*Activity*
Using the records below, count the lines with "feeder" in them. Give the number only.
----------
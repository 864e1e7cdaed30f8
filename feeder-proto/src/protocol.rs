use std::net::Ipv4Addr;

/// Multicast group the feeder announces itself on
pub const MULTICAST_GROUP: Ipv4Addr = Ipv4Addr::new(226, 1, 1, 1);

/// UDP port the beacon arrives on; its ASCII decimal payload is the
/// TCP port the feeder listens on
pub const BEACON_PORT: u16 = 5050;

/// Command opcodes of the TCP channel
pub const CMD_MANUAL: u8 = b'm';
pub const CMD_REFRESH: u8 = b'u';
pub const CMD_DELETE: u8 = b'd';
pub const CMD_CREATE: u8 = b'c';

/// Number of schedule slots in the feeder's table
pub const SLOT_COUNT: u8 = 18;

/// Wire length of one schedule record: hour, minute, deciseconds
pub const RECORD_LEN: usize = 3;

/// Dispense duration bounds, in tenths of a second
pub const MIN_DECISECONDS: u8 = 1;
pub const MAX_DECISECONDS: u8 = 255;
----------
*Result of this exercise*
4